*** PROVIDED INFORMATION ***

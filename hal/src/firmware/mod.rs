//! # Firmware Call Transport
//!
//! Synchronous SMC Calling Convention (SMCCC) requests to secure firmware or
//! a hypervisor. A call takes a function id and up to three arguments and
//! returns a signed result code in `x0`. Each call is a single atomic
//! request/response exchange: no retry, no allocation, safe from
//! interrupt-disabled context.

pub mod mtk_sip;
mod smccc;

// =============================================================================
// SMCCC RETURN VALUES
// =============================================================================

/// Success
pub const SMCCC_RET_SUCCESS: i64 = 0;
/// Function not supported (also returned when no conduit is available)
pub const SMCCC_RET_NOT_SUPPORTED: i64 = -1;
/// Invalid parameters
pub const SMCCC_RET_INVALID_PARAMS: i64 = -2;
/// Denied
pub const SMCCC_RET_DENIED: i64 = -3;

// =============================================================================
// TRANSPORT
// =============================================================================

/// A synchronous firmware call primitive supplied by the platform layer
pub trait FirmwareCall: Send + Sync {
    /// Issue `func_id` with three arguments and return the firmware's result code
    fn call(&self, func_id: u32, a1: u64, a2: u64, a3: u64) -> i64;
}

/// SMCCC calling convention
#[derive(Debug, Clone, Copy, PartialEq, Eq)]
pub enum SmcccConduit {
    /// Not detected
    None,
    /// SMC (Secure Monitor Call)
    Smc,
    /// HVC (Hypervisor Call)
    Hvc,
}

impl SmcccConduit {
    /// Parse the firmware description's `method` property
    pub fn from_method(method: &str) -> Self {
        match method {
            "smc" => SmcccConduit::Smc,
            "hvc" => SmcccConduit::Hvc,
            _ => SmcccConduit::None,
        }
    }
}

/// Firmware transport over an SMCCC conduit
#[derive(Debug, Clone, Copy)]
pub struct SmcccTransport {
    conduit: SmcccConduit,
}

impl SmcccTransport {
    /// Create a transport using `conduit`
    pub const fn new(conduit: SmcccConduit) -> Self {
        Self { conduit }
    }

    /// Conduit in use
    pub const fn conduit(&self) -> SmcccConduit {
        self.conduit
    }
}

impl FirmwareCall for SmcccTransport {
    #[inline]
    fn call(&self, func_id: u32, a1: u64, a2: u64, a3: u64) -> i64 {
        match self.conduit {
            // SAFETY: SMCCC calls only clobber x0-x7, which the asm declares.
            SmcccConduit::Smc => unsafe { smccc::smc_call(func_id, a1, a2, a3) },
            // SAFETY: as above, for the hypervisor conduit.
            SmcccConduit::Hvc => unsafe { smccc::hvc_call(func_id, a1, a2, a3) },
            SmcccConduit::None => SMCCC_RET_NOT_SUPPORTED,
        }
    }
}
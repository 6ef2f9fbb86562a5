//! # CPU Idle Controller
//!
//! Drives the domain hierarchy from the per-CPU idle and hotplug paths.
//!
//! ## Idle entry
//!
//! ```text
//!   cpu_idle_enter(cpu)
//!     leaf ──► parent ──► ... ──► root        (one domain lock at a time)
//!       mark cpu idle
//!       all online members idle and all children off?
//!         Active ──► Evaluating ──► governor ──► PoweredOff / Active
//!       keep climbing only while domains power off
//! ```
//!
//! ## Idle exit
//!
//! Clears the CPU's idle bit and powers every PoweredOff domain on its
//! path back up, root first.
//!
//! Runtime failures never stop a CPU from idling or resuming: a rejected
//! transition is logged and counted and the domain stays Active.

use helix_hal::{CpuId, CpuState, Ktime};

use crate::domain::{DomainId, DomainInner, PowerDomain};
use crate::driver::{power_off_locked, power_on_locked};
use crate::error::{PdError, PdResult};
use crate::governor::{evaluate_locked, GovernorContext};
use crate::state::DomainPowerState;
use crate::tree::{DomainTree, TreeInner};

/// Highest domain powered off by one idle entry
#[derive(Debug, Clone, Copy, PartialEq, Eq)]
pub struct PowerDown {
    /// Domain nearest the root that went down
    pub domain: DomainId,
    /// State it entered
    pub state_idx: usize,
    /// Number of domains powered off on the way up
    pub levels: usize,
}

/// Runtime idle and hotplug controller
#[derive(Debug)]
pub struct CpuPowerController<'a> {
    tree: &'a DomainTree,
    ctx: GovernorContext<'a>,
}

impl<'a> CpuPowerController<'a> {
    /// Controller over `tree`
    pub fn new(tree: &'a DomainTree, ctx: GovernorContext<'a>) -> Self {
        Self { tree, ctx }
    }

    /// Domain tree
    pub fn tree(&self) -> &'a DomainTree {
        self.tree
    }

    // =========================================================================
    // Idle path
    // =========================================================================

    /// `cpu` is about to idle at `now`
    pub fn cpu_idle_enter(&self, cpu: CpuId, now: Ktime) -> Option<PowerDown> {
        if !self.ctx.topology.is_online(cpu) {
            return None;
        }
        self.ctx.topology.set_state(cpu, CpuState::Idle).ok()?;

        let tree = self.tree.read();
        let home = tree.home(cpu)?;

        let mut outcome = None;
        let mut levels = 0;
        let mut climbing = true;

        for pd in tree.chain(home) {
            let mut inner = pd.lock();
            if !inner.cpus.contains(cpu) {
                break;
            }
            inner.idle.set(cpu);

            if !climbing {
                continue;
            }
            if !self.all_online_idle(pd, &inner) {
                climbing = false;
                continue;
            }

            // Children are checked unlocked, after our idle bit is in. The
            // last CPU to set its bit here sees every sibling's final state.
            if !tree.children(pd.id()).is_empty() {
                drop(inner);
                if !self.children_powered_off(&tree, pd) {
                    climbing = false;
                    continue;
                }
                inner = pd.lock();
                if !self.all_online_idle(pd, &inner) {
                    climbing = false;
                    continue;
                }
            }

            match self.power_down(pd, &mut inner, now) {
                Some(state_idx) => {
                    levels += 1;
                    outcome = Some(PowerDown {
                        domain: pd.id(),
                        state_idx,
                        levels,
                    });
                },
                None => climbing = false,
            }
        }

        outcome
    }

    /// `cpu` resumed from idle. Returns the number of domains powered on.
    pub fn cpu_idle_exit(&self, cpu: CpuId) -> usize {
        if self.ctx.topology.state(cpu) == CpuState::Idle {
            let _ = self.ctx.topology.set_state(cpu, CpuState::Online);
        }

        let tree = self.tree.read();
        match tree.home(cpu).and_then(|home| tree.get(home)) {
            Some(pd) => wake_from_root(&tree, pd, cpu),
            None => 0,
        }
    }

    /// Every child of `pd` is powered off or has no online CPU. Takes and
    /// drops each child's lock in turn; `pd` must not be locked.
    fn children_powered_off(&self, tree: &TreeInner, pd: &PowerDomain) -> bool {
        tree.children(pd.id())
            .iter()
            .filter_map(|&child| tree.get(child))
            .all(|child| {
                child.power_state() == DomainPowerState::PoweredOff
                    || !child
                        .members()
                        .iter()
                        .any(|cpu| self.ctx.topology.is_online(cpu))
            })
    }

    fn all_online_idle(&self, pd: &PowerDomain, inner: &DomainInner) -> bool {
        pd.power_state() == DomainPowerState::Active
            && inner
                .cpus
                .iter()
                .filter(|&cpu| self.ctx.topology.is_online(cpu))
                .all(|cpu| inner.idle.contains(cpu))
    }

    /// Active ──► Evaluating ──► PoweredOff / Active, under the domain lock
    fn power_down(&self, pd: &PowerDomain, inner: &mut DomainInner, now: Ktime) -> Option<usize> {
        pd.set_power_state(inner, DomainPowerState::Evaluating);

        let Some(state_idx) = evaluate_locked(pd, inner, now, &self.ctx) else {
            pd.set_power_state(inner, DomainPowerState::Active);
            return None;
        };

        match power_off_locked(pd, inner, state_idx) {
            Ok(()) => {
                inner.stats.power_off += 1;
                if let Some(usage) = inner.stats.usage.get_mut(state_idx) {
                    *usage += 1;
                }
                pd.set_power_state(inner, DomainPowerState::PoweredOff);
                Some(state_idx)
            },
            Err(_) => {
                inner.stats.transport_failures += 1;
                pd.set_power_state(inner, DomainPowerState::Active);
                None
            },
        }
    }

    // =========================================================================
    // Hotplug
    // =========================================================================

    /// Bring `cpu` back under power management
    pub fn cpu_online(&self, cpu: CpuId) -> PdResult<()> {
        let home = self.tree.home_domain(cpu).ok_or(PdError::DeviceNotFound)?;
        self.ctx
            .topology
            .set_state(cpu, CpuState::Starting)
            .map_err(|_| PdError::DeviceNotFound)?;

        let attached = self
            .tree
            .members(home)
            .map_or(false, |cpus| cpus.contains(cpu));
        if !attached {
            self.tree.attach_cpu(home, cpu)?;
        }

        let _ = self.ctx.topology.set_state(cpu, CpuState::Online);
        let woken = self.cpu_idle_exit(cpu);

        log::info!("CPU PD: CPU{} online ({} domains powered on)", cpu, woken);
        Ok(())
    }

    /// Take `cpu` out of power management. Waits for any evaluation of
    /// its domains in progress.
    pub fn cpu_offline(&self, cpu: CpuId) -> PdResult<()> {
        let home = self.tree.home_domain(cpu).ok_or(PdError::DeviceNotFound)?;
        let prev = self
            .ctx
            .topology
            .set_state(cpu, CpuState::Stopping)
            .map_err(|_| PdError::DeviceNotFound)?;

        if let Err(err) = self.tree.detach_cpu(home, cpu) {
            let _ = self.ctx.topology.set_state(cpu, prev);
            return Err(err);
        }

        let _ = self.ctx.topology.set_state(cpu, CpuState::Offline);
        log::info!("CPU PD: CPU{} offline", cpu);
        Ok(())
    }
}

/// Clear `cpu`'s idle bit and power domains back on, root first
fn wake_from_root(tree: &TreeInner, pd: &PowerDomain, cpu: CpuId) -> usize {
    let mut woken = pd
        .parent()
        .and_then(|parent| tree.get(parent))
        .map_or(0, |parent| wake_from_root(tree, parent, cpu));

    let mut inner = pd.lock();
    inner.idle.clear(cpu);

    if pd.power_state() == DomainPowerState::PoweredOff {
        match power_on_locked(pd, &inner) {
            Ok(()) => {
                inner.stats.power_on += 1;
                woken += 1;
            },
            Err(_) => inner.stats.transport_failures += 1,
        }
        pd.set_power_state(&inner, DomainPowerState::Active);
    }

    woken
}
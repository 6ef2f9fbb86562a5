//! # Domain Power Operations
//!
//! How a domain is actually switched on and off. The capability is chosen
//! when the domain is created:
//!
//! - [`PowerOps::Noop`]: bookkeeping only, firmware handles the domain
//!   implicitly (e.g. PSCI OS-initiated mode)
//! - [`PowerOps::Firmware`]: MediaTek SiP MTCMOS calls
//! - [`PowerOps::Custom`]: any platform implementation of [`CpuPdOps`]
//!
//! All operations run on the idle path with interrupts disabled. They must
//! not block or allocate.

use alloc::sync::Arc;
use core::fmt;

use helix_hal::firmware::mtk_sip::{
    mtcmos_supported, mtk_sip_simple_call, MTK_SIP_PWR_OFF_MTCMOS, MTK_SIP_PWR_ON_MTCMOS,
};
use helix_hal::firmware::SMCCC_RET_SUCCESS;
use helix_hal::{CpuMask, FirmwareCall};

use crate::error::{PdError, PdResult};

/// Platform power-on/power-off callbacks of a domain
pub trait CpuPdOps: Send + Sync {
    /// Power the domain up
    fn power_on(&self) -> PdResult<()>;

    /// Power the domain down into `state_idx`
    fn power_off(&self, state_idx: usize, param: u32, cpus: &CpuMask) -> PdResult<()>;
}

// =============================================================================
// FIRMWARE OPS
// =============================================================================

/// MTCMOS power island switched through MediaTek SiP calls
#[derive(Clone)]
pub struct FirmwareOps {
    fw: Arc<dyn FirmwareCall>,
    mtcmos: u32,
}

impl FirmwareOps {
    /// Ops for MTCMOS island `mtcmos`
    pub fn new(fw: Arc<dyn FirmwareCall>, mtcmos: u32) -> Self {
        Self { fw, mtcmos }
    }

    /// Same transport, different island
    pub fn with_mtcmos(&self, mtcmos: u32) -> Self {
        Self {
            fw: Arc::clone(&self.fw),
            mtcmos,
        }
    }

    /// MTCMOS island id
    pub const fn mtcmos(&self) -> u32 {
        self.mtcmos
    }

    /// Ask firmware whether it controls this island
    pub fn is_supported(&self) -> bool {
        mtcmos_supported(self.fw.as_ref(), self.mtcmos)
    }

    fn check(ret: i64) -> PdResult<()> {
        if ret == SMCCC_RET_SUCCESS {
            Ok(())
        } else {
            Err(PdError::TransportFailure(ret))
        }
    }
}

impl CpuPdOps for FirmwareOps {
    fn power_on(&self) -> PdResult<()> {
        let ret = mtk_sip_simple_call(self.fw.as_ref(), MTK_SIP_PWR_ON_MTCMOS, self.mtcmos as u64, 0, 0);
        Self::check(ret)
    }

    fn power_off(&self, state_idx: usize, param: u32, _cpus: &CpuMask) -> PdResult<()> {
        let ret = mtk_sip_simple_call(
            self.fw.as_ref(),
            MTK_SIP_PWR_OFF_MTCMOS,
            self.mtcmos as u64,
            state_idx as u64,
            param as u64,
        );
        Self::check(ret)
    }
}

impl fmt::Debug for FirmwareOps {
    fn fmt(&self, f: &mut fmt::Formatter<'_>) -> fmt::Result {
        f.debug_struct("FirmwareOps")
            .field("mtcmos", &self.mtcmos)
            .finish_non_exhaustive()
    }
}

// =============================================================================
// CAPABILITY
// =============================================================================

/// Power operations attached to a domain
#[derive(Clone, Default)]
pub enum PowerOps {
    /// No callbacks, transitions always succeed
    #[default]
    Noop,
    /// SoC firmware calls
    Firmware(FirmwareOps),
    /// Platform-provided callbacks
    Custom(Arc<dyn CpuPdOps>),
}

impl PowerOps {
    /// Check for the no-op capability
    pub const fn is_noop(&self) -> bool {
        matches!(self, PowerOps::Noop)
    }

    /// Power the domain up
    pub fn power_on(&self) -> PdResult<()> {
        match self {
            PowerOps::Noop => Ok(()),
            PowerOps::Firmware(ops) => ops.power_on(),
            PowerOps::Custom(ops) => ops.power_on(),
        }
    }

    /// Power the domain down
    pub fn power_off(&self, state_idx: usize, param: u32, cpus: &CpuMask) -> PdResult<()> {
        match self {
            PowerOps::Noop => Ok(()),
            PowerOps::Firmware(ops) => ops.power_off(state_idx, param, cpus),
            PowerOps::Custom(ops) => ops.power_off(state_idx, param, cpus),
        }
    }
}

impl fmt::Debug for PowerOps {
    fn fmt(&self, f: &mut fmt::Formatter<'_>) -> fmt::Result {
        match self {
            PowerOps::Noop => f.write_str("Noop"),
            PowerOps::Firmware(ops) => f.debug_tuple("Firmware").field(ops).finish(),
            PowerOps::Custom(_) => f.write_str("Custom"),
        }
    }
}

#[cfg(test)]
mod tests {
    use std::sync::Mutex;
    use std::vec::Vec;

    use helix_hal::{SmcccConduit, SmcccTransport};

    use super::*;

    #[derive(Default)]
    struct RecordingFirmware {
        calls: Mutex<Vec<(u32, u64, u64, u64)>>,
        ret: i64,
    }

    impl FirmwareCall for RecordingFirmware {
        fn call(&self, func_id: u32, a1: u64, a2: u64, a3: u64) -> i64 {
            self.calls.lock().unwrap().push((func_id, a1, a2, a3));
            self.ret
        }
    }

    #[test]
    fn test_firmware_ops_arguments() {
        let fw = Arc::new(RecordingFirmware::default());
        let ops = PowerOps::Firmware(FirmwareOps::new(fw.clone(), 3));

        ops.power_off(2, 0x10, &CpuMask::first(4)).unwrap();
        ops.power_on().unwrap();

        let calls = fw.calls.lock().unwrap();
        assert_eq!(calls[0], (MTK_SIP_PWR_OFF_MTCMOS, 3, 2, 0x10));
        assert_eq!(calls[1], (MTK_SIP_PWR_ON_MTCMOS, 3, 0, 0));
    }

    #[test]
    fn test_firmware_error_is_unmodified() {
        let fw = Arc::new(RecordingFirmware {
            ret: -3,
            ..Default::default()
        });
        let ops = FirmwareOps::new(fw.clone(), 1);
        assert_eq!(ops.power_on(), Err(PdError::TransportFailure(-3)));
        assert_eq!(fw.calls.lock().unwrap().len(), 1);
    }

    #[test]
    fn test_no_conduit_not_supported() {
        let ops = FirmwareOps::new(Arc::new(SmcccTransport::new(SmcccConduit::None)), 0);
        assert!(!ops.is_supported());
        assert_eq!(ops.power_on(), Err(PdError::TransportFailure(-1)));
        assert_eq!(ops.with_mtcmos(5).mtcmos(), 5);
    }

    #[test]
    fn test_noop() {
        let ops = PowerOps::default();
        assert!(ops.is_noop());
        assert_eq!(ops.power_off(7, 0, &CpuMask::new()), Ok(()));
        assert_eq!(ops.power_on(), Ok(()));
    }
}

***

TASK STATEMENT
Wherever the string "entry" shows up in the material, copy the line that holds it.

EXERCISE RESPONSE
//! ## Idle entry
/// Highest domain powered off by one idle entry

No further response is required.